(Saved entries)
+ + + + +

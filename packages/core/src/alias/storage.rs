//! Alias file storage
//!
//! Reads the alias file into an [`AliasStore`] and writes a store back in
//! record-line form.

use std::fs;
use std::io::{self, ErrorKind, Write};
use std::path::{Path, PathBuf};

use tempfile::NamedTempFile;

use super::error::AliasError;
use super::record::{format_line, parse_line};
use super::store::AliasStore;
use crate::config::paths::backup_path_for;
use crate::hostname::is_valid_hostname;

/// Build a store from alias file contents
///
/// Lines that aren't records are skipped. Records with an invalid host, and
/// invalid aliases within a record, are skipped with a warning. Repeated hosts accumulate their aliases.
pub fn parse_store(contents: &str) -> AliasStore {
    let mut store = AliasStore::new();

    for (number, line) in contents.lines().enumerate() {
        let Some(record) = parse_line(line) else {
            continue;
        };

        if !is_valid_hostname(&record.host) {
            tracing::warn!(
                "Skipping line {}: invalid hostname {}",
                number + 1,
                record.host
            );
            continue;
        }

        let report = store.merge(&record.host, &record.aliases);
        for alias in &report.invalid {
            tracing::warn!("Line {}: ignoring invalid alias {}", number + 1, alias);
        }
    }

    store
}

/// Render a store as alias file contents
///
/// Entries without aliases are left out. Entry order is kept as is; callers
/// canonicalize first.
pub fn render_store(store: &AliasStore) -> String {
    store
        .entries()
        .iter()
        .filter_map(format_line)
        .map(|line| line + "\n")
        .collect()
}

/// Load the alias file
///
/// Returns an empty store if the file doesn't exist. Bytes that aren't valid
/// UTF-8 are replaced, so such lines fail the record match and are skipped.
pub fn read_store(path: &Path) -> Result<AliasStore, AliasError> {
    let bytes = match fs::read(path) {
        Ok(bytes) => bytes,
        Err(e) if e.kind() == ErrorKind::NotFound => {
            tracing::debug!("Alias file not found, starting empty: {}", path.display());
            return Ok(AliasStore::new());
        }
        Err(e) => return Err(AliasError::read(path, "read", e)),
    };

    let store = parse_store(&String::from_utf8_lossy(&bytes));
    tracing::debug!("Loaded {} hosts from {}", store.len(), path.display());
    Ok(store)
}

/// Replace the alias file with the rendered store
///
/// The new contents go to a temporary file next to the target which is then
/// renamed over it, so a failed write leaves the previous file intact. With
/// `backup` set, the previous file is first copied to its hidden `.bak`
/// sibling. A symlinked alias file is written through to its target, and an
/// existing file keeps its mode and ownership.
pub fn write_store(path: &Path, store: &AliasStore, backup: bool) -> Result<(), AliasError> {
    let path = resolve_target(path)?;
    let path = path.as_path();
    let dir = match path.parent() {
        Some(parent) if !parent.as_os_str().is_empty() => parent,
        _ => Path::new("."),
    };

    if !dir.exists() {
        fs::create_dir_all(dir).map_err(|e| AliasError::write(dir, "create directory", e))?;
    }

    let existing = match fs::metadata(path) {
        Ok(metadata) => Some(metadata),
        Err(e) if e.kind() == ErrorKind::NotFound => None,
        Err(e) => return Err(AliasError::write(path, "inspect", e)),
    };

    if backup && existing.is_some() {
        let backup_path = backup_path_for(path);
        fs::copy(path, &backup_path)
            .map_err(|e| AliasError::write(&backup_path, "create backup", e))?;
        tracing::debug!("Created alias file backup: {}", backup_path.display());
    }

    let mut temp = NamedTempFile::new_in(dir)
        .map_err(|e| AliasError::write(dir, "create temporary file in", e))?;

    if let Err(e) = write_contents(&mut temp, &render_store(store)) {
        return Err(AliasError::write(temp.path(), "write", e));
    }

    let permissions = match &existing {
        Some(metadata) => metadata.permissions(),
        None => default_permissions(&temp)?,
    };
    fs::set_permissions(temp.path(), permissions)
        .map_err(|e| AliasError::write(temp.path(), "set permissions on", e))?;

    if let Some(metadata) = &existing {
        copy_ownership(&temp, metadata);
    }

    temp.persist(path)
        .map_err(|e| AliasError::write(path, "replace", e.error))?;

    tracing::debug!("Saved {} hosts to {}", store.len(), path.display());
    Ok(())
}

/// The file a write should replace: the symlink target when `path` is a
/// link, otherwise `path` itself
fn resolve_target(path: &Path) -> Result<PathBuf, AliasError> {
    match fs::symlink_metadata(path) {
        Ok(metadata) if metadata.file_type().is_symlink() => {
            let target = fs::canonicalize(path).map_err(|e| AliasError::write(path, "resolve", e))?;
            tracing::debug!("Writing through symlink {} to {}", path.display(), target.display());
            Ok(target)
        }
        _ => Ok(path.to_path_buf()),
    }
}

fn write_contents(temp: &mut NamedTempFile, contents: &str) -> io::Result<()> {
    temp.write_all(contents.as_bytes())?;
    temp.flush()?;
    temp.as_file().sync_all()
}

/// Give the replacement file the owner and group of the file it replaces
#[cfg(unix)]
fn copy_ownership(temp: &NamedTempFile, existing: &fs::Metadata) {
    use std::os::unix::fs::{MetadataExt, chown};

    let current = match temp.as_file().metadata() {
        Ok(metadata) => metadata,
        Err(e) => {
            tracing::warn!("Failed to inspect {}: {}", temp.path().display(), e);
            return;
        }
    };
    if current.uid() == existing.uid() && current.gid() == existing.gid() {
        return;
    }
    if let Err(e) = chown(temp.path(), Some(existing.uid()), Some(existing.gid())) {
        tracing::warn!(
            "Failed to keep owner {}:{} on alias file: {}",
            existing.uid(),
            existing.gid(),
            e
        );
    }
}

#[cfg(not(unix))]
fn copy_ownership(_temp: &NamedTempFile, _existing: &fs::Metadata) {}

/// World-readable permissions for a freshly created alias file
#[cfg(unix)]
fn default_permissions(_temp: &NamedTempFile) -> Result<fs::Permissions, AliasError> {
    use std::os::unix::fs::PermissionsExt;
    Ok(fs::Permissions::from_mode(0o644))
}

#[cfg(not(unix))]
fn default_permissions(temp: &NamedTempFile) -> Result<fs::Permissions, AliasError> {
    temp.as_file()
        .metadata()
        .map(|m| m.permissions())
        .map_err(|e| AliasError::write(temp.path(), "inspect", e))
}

+ + + + +

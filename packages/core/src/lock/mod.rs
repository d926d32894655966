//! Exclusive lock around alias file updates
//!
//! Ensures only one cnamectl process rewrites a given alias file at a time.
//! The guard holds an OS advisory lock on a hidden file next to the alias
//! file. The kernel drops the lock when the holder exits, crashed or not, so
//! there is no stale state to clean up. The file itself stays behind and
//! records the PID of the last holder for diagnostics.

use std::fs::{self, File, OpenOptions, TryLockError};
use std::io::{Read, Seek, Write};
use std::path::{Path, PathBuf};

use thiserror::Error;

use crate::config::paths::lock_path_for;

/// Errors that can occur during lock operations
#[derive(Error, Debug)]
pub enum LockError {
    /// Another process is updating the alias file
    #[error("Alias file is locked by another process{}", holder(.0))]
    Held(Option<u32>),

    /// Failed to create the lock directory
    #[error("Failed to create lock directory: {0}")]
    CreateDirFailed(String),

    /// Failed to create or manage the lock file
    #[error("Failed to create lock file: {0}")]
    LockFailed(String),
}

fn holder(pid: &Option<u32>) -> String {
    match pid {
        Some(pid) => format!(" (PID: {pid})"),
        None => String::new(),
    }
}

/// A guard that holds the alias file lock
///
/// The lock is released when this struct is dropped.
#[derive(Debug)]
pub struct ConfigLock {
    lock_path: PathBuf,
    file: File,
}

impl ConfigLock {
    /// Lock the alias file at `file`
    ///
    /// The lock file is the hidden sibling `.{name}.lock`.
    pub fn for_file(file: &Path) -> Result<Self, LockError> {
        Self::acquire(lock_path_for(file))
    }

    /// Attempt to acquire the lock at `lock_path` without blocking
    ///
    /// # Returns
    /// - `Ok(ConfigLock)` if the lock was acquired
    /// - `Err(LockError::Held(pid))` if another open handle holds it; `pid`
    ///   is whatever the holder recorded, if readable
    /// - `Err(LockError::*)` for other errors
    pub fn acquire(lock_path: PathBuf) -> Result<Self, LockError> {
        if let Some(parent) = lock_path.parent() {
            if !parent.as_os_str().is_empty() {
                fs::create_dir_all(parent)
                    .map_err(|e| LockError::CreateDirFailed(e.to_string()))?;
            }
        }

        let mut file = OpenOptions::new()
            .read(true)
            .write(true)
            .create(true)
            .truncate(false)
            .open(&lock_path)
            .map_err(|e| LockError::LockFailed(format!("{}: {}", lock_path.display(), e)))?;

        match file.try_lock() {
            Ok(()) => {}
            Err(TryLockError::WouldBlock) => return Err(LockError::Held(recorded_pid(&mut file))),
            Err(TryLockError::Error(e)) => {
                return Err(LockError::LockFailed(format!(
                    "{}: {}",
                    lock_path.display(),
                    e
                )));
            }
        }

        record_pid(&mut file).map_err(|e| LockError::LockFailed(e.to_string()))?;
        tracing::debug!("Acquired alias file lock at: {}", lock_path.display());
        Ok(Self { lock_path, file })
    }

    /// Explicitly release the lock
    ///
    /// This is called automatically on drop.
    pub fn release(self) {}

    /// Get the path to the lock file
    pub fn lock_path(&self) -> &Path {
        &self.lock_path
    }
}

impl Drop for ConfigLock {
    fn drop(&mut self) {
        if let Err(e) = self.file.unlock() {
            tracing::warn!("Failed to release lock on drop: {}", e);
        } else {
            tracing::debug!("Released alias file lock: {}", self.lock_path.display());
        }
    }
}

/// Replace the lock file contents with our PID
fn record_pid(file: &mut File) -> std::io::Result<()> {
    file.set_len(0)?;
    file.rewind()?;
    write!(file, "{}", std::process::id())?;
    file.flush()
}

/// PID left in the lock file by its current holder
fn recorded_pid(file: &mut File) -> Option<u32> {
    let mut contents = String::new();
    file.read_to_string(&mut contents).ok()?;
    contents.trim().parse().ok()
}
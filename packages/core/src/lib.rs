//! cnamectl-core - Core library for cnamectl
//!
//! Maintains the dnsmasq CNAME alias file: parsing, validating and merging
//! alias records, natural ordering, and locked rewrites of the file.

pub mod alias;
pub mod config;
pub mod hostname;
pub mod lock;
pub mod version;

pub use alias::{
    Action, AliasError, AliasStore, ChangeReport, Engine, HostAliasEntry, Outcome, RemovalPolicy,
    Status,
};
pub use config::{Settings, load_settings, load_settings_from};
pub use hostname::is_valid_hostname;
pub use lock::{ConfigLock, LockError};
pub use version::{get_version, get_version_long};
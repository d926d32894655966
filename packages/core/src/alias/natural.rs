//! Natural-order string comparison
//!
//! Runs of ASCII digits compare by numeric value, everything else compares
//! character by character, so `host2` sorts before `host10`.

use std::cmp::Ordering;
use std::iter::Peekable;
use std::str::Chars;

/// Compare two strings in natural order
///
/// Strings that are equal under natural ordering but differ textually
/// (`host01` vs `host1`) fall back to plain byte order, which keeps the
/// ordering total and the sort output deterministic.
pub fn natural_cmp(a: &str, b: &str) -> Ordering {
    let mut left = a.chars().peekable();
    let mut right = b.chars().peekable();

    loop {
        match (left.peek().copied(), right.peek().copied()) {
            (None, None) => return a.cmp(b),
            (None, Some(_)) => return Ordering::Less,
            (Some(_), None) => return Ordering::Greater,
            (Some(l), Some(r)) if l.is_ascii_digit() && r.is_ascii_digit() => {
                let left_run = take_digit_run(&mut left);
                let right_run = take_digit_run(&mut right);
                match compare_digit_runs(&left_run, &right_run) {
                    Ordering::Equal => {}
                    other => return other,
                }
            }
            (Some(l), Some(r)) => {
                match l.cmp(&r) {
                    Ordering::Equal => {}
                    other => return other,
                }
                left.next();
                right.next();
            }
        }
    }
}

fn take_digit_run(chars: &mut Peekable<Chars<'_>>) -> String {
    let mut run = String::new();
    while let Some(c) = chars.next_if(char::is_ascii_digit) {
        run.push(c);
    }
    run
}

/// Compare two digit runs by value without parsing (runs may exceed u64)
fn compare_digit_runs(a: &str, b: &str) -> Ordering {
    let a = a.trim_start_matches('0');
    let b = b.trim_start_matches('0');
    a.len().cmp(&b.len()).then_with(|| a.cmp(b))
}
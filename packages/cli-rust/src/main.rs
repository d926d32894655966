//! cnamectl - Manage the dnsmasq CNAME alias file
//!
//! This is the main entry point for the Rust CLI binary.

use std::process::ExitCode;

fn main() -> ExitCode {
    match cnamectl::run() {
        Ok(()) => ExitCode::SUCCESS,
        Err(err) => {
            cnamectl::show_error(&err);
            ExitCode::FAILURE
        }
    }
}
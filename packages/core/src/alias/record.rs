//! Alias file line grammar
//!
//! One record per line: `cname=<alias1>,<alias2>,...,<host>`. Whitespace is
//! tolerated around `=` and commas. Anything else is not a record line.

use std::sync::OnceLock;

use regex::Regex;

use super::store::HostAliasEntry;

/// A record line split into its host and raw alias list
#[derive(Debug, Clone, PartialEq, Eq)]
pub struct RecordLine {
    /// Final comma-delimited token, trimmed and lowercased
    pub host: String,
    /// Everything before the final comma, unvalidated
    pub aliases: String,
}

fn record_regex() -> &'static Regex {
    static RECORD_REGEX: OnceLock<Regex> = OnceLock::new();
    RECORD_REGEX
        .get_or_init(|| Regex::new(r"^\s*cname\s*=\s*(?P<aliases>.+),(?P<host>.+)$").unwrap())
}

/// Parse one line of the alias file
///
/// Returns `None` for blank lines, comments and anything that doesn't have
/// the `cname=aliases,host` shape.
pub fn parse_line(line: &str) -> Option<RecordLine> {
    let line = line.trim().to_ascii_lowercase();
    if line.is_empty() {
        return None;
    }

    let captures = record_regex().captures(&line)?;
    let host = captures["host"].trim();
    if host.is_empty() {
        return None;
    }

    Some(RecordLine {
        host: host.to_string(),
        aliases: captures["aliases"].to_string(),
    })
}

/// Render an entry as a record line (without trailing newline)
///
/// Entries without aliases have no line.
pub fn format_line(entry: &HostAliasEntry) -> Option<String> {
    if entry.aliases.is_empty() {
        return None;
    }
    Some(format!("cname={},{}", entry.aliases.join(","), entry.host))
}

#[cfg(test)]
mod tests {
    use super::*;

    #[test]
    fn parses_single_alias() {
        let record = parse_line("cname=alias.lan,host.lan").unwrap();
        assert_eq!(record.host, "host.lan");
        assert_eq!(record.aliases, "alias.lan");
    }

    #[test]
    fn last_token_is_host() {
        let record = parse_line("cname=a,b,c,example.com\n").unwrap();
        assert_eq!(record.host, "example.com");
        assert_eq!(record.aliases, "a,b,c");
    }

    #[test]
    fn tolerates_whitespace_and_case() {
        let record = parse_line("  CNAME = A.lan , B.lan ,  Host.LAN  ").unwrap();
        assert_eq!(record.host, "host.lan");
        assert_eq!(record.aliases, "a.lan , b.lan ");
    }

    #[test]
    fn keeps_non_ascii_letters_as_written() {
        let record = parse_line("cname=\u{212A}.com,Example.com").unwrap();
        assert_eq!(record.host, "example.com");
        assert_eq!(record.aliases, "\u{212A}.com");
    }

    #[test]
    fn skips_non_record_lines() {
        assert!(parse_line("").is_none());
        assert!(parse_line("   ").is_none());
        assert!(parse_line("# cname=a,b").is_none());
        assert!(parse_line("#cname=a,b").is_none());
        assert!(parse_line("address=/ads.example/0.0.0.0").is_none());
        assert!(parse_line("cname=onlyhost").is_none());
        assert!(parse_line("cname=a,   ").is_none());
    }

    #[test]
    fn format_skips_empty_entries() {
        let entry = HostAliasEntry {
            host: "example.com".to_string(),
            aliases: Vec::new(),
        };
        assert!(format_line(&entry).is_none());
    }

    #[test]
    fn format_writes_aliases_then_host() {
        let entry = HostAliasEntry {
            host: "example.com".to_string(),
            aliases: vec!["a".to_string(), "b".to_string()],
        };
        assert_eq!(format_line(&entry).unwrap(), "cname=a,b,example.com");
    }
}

+ + + + +

◆ **Brief**
Search the entries for the string "filename". Copy every line that has it.

◆ **Answer box**
filename packages/core/src/alias/storage.rs
filename packages/core/src/lock/mod.rs
filename packages/core/src/lib.rs
filename packages/core/src/alias/natural.rs
filename packages/cli-rust/src/main.rs
filename packages/core/src/alias/record.rs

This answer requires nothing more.